— Mais… messieurs… cessez… cessez donc ! Qui fait cela ?… Quelle cochonnerie !…
— Y a-t-il longtemps que vous êtes ici ? demanda Romachov à la femme au corsage rouge et, à la dérobée, d’un geste craintif, il lui posa la main sur sa jambe tiède et ferme. Elle lui répondit quelque chose qu’il n’entendit pas. Son attention fut attirée par une scène sauvage. Le sous-enseigne Lbov poursuivait à travers la salle un des musiciens qu’il frappait sur la tête à coups de tambourin.

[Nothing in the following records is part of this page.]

//! Error types for gamification storage.

use thiserror::Error;

use crate::types::UserId;

/// Result type for storage operations.
pub type Result<T> = std::result::Result<T, Error>;

/// Errors that can occur during storage operations.
#[derive(Debug, Error)]
pub enum Error {
    /// Database error from libSQL.
    #[error("database error: {0}")]
    Database(#[from] libsql::Error),

    /// JSON serialization/deserialization error.
    #[error("serialization error: {0}")]
    Serialization(#[from] serde_json::Error),

    /// Filesystem error preparing a local database.
    #[error("io error: {0}")]
    Io(#[from] std::io::Error),

    /// Invalid data in the database.
    #[error("invalid data: {0}")]
    InvalidData(String),

    /// Stats changed between read and conditional write.
    #[error("concurrent update of gamification stats for user {0}")]
    Conflict(UserId),

    /// Stats were already provisioned for this user.
    #[error("gamification stats already exist for user {0}")]
    AlreadyExists(UserId),
}
//! Turso/libSQL implementation of gamification storage.
//!
//! It can connect to:
//! - Remote Turso database (cloud)
//! - Local embedded SQLite file
//! - An in-memory database (tests)

use std::path::Path;
use std::sync::Arc;

use async_trait::async_trait;
use chrono::{DateTime, NaiveDate, SecondsFormat, Utc};
use libsql::{Builder, Connection, Database};
use tokio::sync::Mutex;
use tracing::{debug, instrument, warn};

use super::{Error, GamificationStore, Result};
use crate::activity::{ActivityLogEntry, ActivityType, Metadata};
use crate::stats::GamificationStats;
use crate::types::{ActivityId, UserId};

/// SQL schema for the per-user stats table.
const SCHEMA_STATS: &str = r#"
CREATE TABLE IF NOT EXISTS gamification_stats (
    user_id TEXT PRIMARY KEY,
    total_xp INTEGER NOT NULL DEFAULT 0,
    level INTEGER NOT NULL DEFAULT 1,
    current_streak INTEGER NOT NULL DEFAULT 0,
    longest_streak INTEGER NOT NULL DEFAULT 0,
    last_activity_date TEXT
)
"#;

/// SQL schema for the append-only activity log.
const SCHEMA_ACTIVITY_LOG: &str = r#"
CREATE TABLE IF NOT EXISTS activity_log (
    id TEXT PRIMARY KEY,
    user_id TEXT NOT NULL,
    activity_type TEXT NOT NULL,
    xp_earned INTEGER NOT NULL,
    created_at TEXT NOT NULL,
    metadata TEXT NOT NULL
)
"#;

/// SQL index for windowed activity queries.
const INDEX_ACTIVITY_LOG: &str = r#"
CREATE INDEX IF NOT EXISTS idx_activity_log_user_time
ON activity_log(user_id, created_at)
"#;

const SELECT_STATS: &str = "SELECT user_id, total_xp, level, current_streak, longest_streak, last_activity_date FROM gamification_stats";

const SELECT_ACTIVITY: &str =
    "SELECT id, user_id, activity_type, xp_earned, created_at, metadata FROM activity_log";

/// Turso-backed gamification storage.
///
/// All writes go through one connection and are serialized by `write`,
/// so a transaction never picks up another task's statements.
#[derive(Clone)]
pub struct TursoStore {
    _db: Arc<Database>,
    conn: Connection,
    write: Arc<Mutex<()>>,
}

impl TursoStore {
    /// Create a new store backed by a local embedded database file.
    pub async fn new_local(path: &Path) -> Result<Self> {
        let db = Builder::new_local(path).build().await?;
        Self::from_database(db).await
    }

    /// Create a new store connected to a remote Turso database.
    pub async fn new_remote(url: &str, token: &str) -> Result<Self> {
        let db = Builder::new_remote(url.to_string(), token.to_string())
            .build()
            .await?;
        Self::from_database(db).await
    }

    /// Create a new in-memory store (for testing).
    pub async fn new_memory() -> Result<Self> {
        let db = Builder::new_local(":memory:").build().await?;
        Self::from_database(db).await
    }

    async fn from_database(db: Database) -> Result<Self> {
        let conn = db.connect()?;
        let store = Self {
            _db: Arc::new(db),
            conn,
            write: Arc::new(Mutex::new(())),
        };
        store.ensure_schema().await?;
        Ok(store)
    }

    /// Ensure the database schema exists.
    async fn ensure_schema(&self) -> Result<()> {
        self.conn.execute(SCHEMA_STATS, ()).await?;
        self.conn.execute(SCHEMA_ACTIVITY_LOG, ()).await?;
        self.conn.execute(INDEX_ACTIVITY_LOG, ()).await?;
        Ok(())
    }

    /// Parse stats from a database row.
    fn parse_stats(row: &libsql::Row) -> Result<GamificationStats> {
        let user_id_str: String = row.get(0)?;
        let total_xp: i64 = row.get(1)?;
        let level: i64 = row.get(2)?;
        let current_streak: i64 = row.get(3)?;
        let longest_streak: i64 = row.get(4)?;
        let last_activity_str: Option<String> = row.get(5)?;

        Ok(GamificationStats {
            user_id: parse_user_id(&user_id_str)?,
            total_xp: to_unsigned(total_xp, "total_xp")?,
            level: to_unsigned(level, "level")?,
            current_streak: to_unsigned(current_streak, "current_streak")?,
            longest_streak: to_unsigned(longest_streak, "longest_streak")?,
            last_activity_date: last_activity_str
                .as_deref()
                .map(parse_date)
                .transpose()?,
        })
    }

    /// Parse an activity log entry from a database row.
    fn parse_activity(row: &libsql::Row) -> Result<ActivityLogEntry> {
        let id_str: String = row.get(0)?;
        let user_id_str: String = row.get(1)?;
        let type_str: String = row.get(2)?;
        let xp_earned: i64 = row.get(3)?;
        let created_at_str: String = row.get(4)?;
        let metadata_json: String = row.get(5)?;

        let id = ActivityId(
            id_str
                .parse()
                .map_err(|_| Error::InvalidData(format!("invalid activity id: {}", id_str)))?,
        );
        let activity_type = ActivityType::parse(&type_str)
            .ok_or_else(|| Error::InvalidData(format!("invalid activity type: {}", type_str)))?;
        let metadata: Metadata = serde_json::from_str(&metadata_json)?;

        Ok(ActivityLogEntry {
            id,
            user_id: parse_user_id(&user_id_str)?,
            activity_type,
            xp_earned: to_unsigned(xp_earned, "xp_earned")?,
            created_at: parse_datetime(&created_at_str)?,
            metadata,
        })
    }
}

#[async_trait]
impl GamificationStore for TursoStore {
    #[instrument(skip(self, stats), fields(user_id = %stats.user_id), level = "debug")]
    async fn create_stats(&self, stats: &GamificationStats) -> Result<()> {
        let _write = self.write.lock().await;
        let inserted = self
            .conn
            .execute(
                "INSERT OR IGNORE INTO gamification_stats (user_id, total_xp, level, current_streak, longest_streak, last_activity_date) VALUES (?, ?, ?, ?, ?, ?)",
                libsql::params![
                    stats.user_id.to_string(),
                    to_signed(stats.total_xp)?,
                    i64::from(stats.level),
                    i64::from(stats.current_streak),
                    i64::from(stats.longest_streak),
                    stats.last_activity_date.map(format_date)
                ],
            )
            .await?;

        if inserted == 0 {
            return Err(Error::AlreadyExists(stats.user_id));
        }
        Ok(())
    }

    #[instrument(skip(self), level = "debug")]
    async fn get_stats(&self, user_id: UserId) -> Result<Option<GamificationStats>> {
        let mut rows = self
            .conn
            .query(
                &format!("{SELECT_STATS} WHERE user_id = ?"),
                [user_id.to_string()],
            )
            .await?;

        if let Some(row) = rows.next().await? {
            Ok(Some(Self::parse_stats(&row)?))
        } else {
            Ok(None)
        }
    }

    #[instrument(skip(self, previous, next), fields(user_id = %previous.user_id), level = "debug")]
    async fn update_stats(
        &self,
        previous: &GamificationStats,
        next: &GamificationStats,
    ) -> Result<()> {
        let _write = self.write.lock().await;
        update_stats_on(&self.conn, previous, next).await
    }

    #[instrument(skip(self, entry), fields(user_id = %entry.user_id, activity = entry.activity_type.as_str()), level = "debug")]
    async fn append_activity(&self, entry: &ActivityLogEntry) -> Result<()> {
        let _write = self.write.lock().await;
        insert_activity_on(&self.conn, entry).await
    }

    #[instrument(skip(self, previous, next, entries), fields(user_id = %previous.user_id, entries = entries.len()), level = "debug")]
    async fn commit_update(
        &self,
        previous: &GamificationStats,
        next: &GamificationStats,
        entries: &[ActivityLogEntry],
    ) -> Result<()> {
        let _write = self.write.lock().await;
        let tx = self.conn.transaction().await?;

        let applied = async {
            update_stats_on(&tx, previous, next).await?;
            for entry in entries {
                insert_activity_on(&tx, entry).await?;
            }
            Ok::<_, Error>(())
        }
        .await;

        match applied {
            Ok(()) => {
                tx.commit().await?;
                Ok(())
            }
            Err(err) => {
                if let Err(rollback) = tx.rollback().await {
                    warn!(user_id = %previous.user_id, error = %rollback, "rollback failed");
                }
                Err(err)
            }
        }
    }

    #[instrument(skip(self), level = "debug")]
    async fn activities_since(
        &self,
        user_id: UserId,
        since: DateTime<Utc>,
    ) -> Result<Vec<ActivityLogEntry>> {
        let mut rows = self
            .conn
            .query(
                &format!("{SELECT_ACTIVITY} WHERE user_id = ? AND created_at >= ? ORDER BY created_at ASC"),
                libsql::params![user_id.to_string(), format_datetime(since)],
            )
            .await?;

        let mut entries = Vec::new();
        while let Some(row) = rows.next().await? {
            entries.push(Self::parse_activity(&row)?);
        }
        Ok(entries)
    }

    #[instrument(skip(self), level = "debug")]
    async fn count_activities(
        &self,
        user_id: UserId,
        activity_type: ActivityType,
        since: Option<DateTime<Utc>>,
    ) -> Result<u64> {
        let mut rows = match since {
            Some(since) => {
                self.conn
                    .query(
                        "SELECT COUNT(*) FROM activity_log WHERE user_id = ? AND activity_type = ? AND created_at >= ?",
                        libsql::params![
                            user_id.to_string(),
                            activity_type.as_str(),
                            format_datetime(since)
                        ],
                    )
                    .await?
            }
            None => {
                self.conn
                    .query(
                        "SELECT COUNT(*) FROM activity_log WHERE user_id = ? AND activity_type = ?",
                        libsql::params![user_id.to_string(), activity_type.as_str()],
                    )
                    .await?
            }
        };

        match rows.next().await? {
            Some(row) => {
                let count: i64 = row.get(0)?;
                to_unsigned(count, "count")
            }
            None => Ok(0),
        }
    }
}

/// Conditional stats update on `conn`.
async fn update_stats_on(
    conn: &Connection,
    previous: &GamificationStats,
    next: &GamificationStats,
) -> Result<()> {
    let updated = conn
        .execute(
            "UPDATE gamification_stats SET total_xp = ?, level = ?, current_streak = ?, longest_streak = ?, last_activity_date = ? \
             WHERE user_id = ? AND total_xp = ? AND current_streak = ? AND longest_streak = ? AND last_activity_date IS ?",
            libsql::params![
                to_signed(next.total_xp)?,
                i64::from(next.level),
                i64::from(next.current_streak),
                i64::from(next.longest_streak),
                next.last_activity_date.map(format_date),
                previous.user_id.to_string(),
                to_signed(previous.total_xp)?,
                i64::from(previous.current_streak),
                i64::from(previous.longest_streak),
                previous.last_activity_date.map(format_date)
            ],
        )
        .await?;

    if updated == 0 {
        debug!(user_id = %previous.user_id, "stats changed since read");
        return Err(Error::Conflict(previous.user_id));
    }
    Ok(())
}

async fn insert_activity_on(conn: &Connection, entry: &ActivityLogEntry) -> Result<()> {
    let metadata_json = serde_json::to_string(&entry.metadata)?;
    conn.execute(
        "INSERT INTO activity_log (id, user_id, activity_type, xp_earned, created_at, metadata) VALUES (?, ?, ?, ?, ?, ?)",
        libsql::params![
            entry.id.0.to_string(),
            entry.user_id.to_string(),
            entry.activity_type.as_str(),
            i64::from(entry.xp_earned),
            format_datetime(entry.created_at),
            metadata_json
        ],
    )
    .await?;
    Ok(())
}

/// Format a timestamp for storage.
///
/// Fixed-width UTC so that string comparison in SQL orders by time.
fn format_datetime(dt: DateTime<Utc>) -> String {
    dt.to_rfc3339_opts(SecondsFormat::Micros, true)
}

/// Parse a timestamp from storage.
fn parse_datetime(s: &str) -> Result<DateTime<Utc>> {
    DateTime::parse_from_rfc3339(s)
        .map(|dt| dt.with_timezone(&Utc))
        .map_err(|_| Error::InvalidData(format!("invalid datetime: {}", s)))
}

fn format_date(date: NaiveDate) -> String {
    date.format("%Y-%m-%d").to_string()
}

fn parse_date(s: &str) -> Result<NaiveDate> {
    NaiveDate::parse_from_str(s, "%Y-%m-%d")
        .map_err(|_| Error::InvalidData(format!("invalid date: {}", s)))
}

fn parse_user_id(s: &str) -> Result<UserId> {
    s.parse()
        .map(UserId)
        .map_err(|_| Error::InvalidData(format!("invalid user id: {}", s)))
}

fn to_signed(value: u64) -> Result<i64> {
    i64::try_from(value).map_err(|_| Error::InvalidData(format!("value out of range: {}", value)))
}

fn to_unsigned<T: TryFrom<i64>>(value: i64, column: &str) -> Result<T> {
    T::try_from(value).map_err(|_| Error::InvalidData(format!("invalid {}: {}", column, value)))
}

Le Juif poussait de petits gémissements plaintifs et, lançant derrière lui des regards terrifiés, se jetait d’un coin dans un autre, en ramassant les longs pans de sa redingote. Tout le monde riait. Artchakovskiï, à force de pouffer, tomba à terre et, les larmes aux yeux, il se roulait en tous sens. Puis, on entendit les cris perçants de l’autre musicien. Quelqu’un venait de lui arracher des mains son violon et de le jeter violemment contre le parquet. La table de l’instrument se brisa en miettes avec un fracas sonore, dont les sons se mêlèrent bizarrement aux cris désespérés du Juif. Puis ce fut pour Romachov une nouvelle période d’oubli. Et soudain il eut une vision de délire : toutes les personnes présentes couraient, gesticulaient, vociféraient. Un cercle étroit pressait Bek-Agamalov, puis s’ouvrait précipitamment.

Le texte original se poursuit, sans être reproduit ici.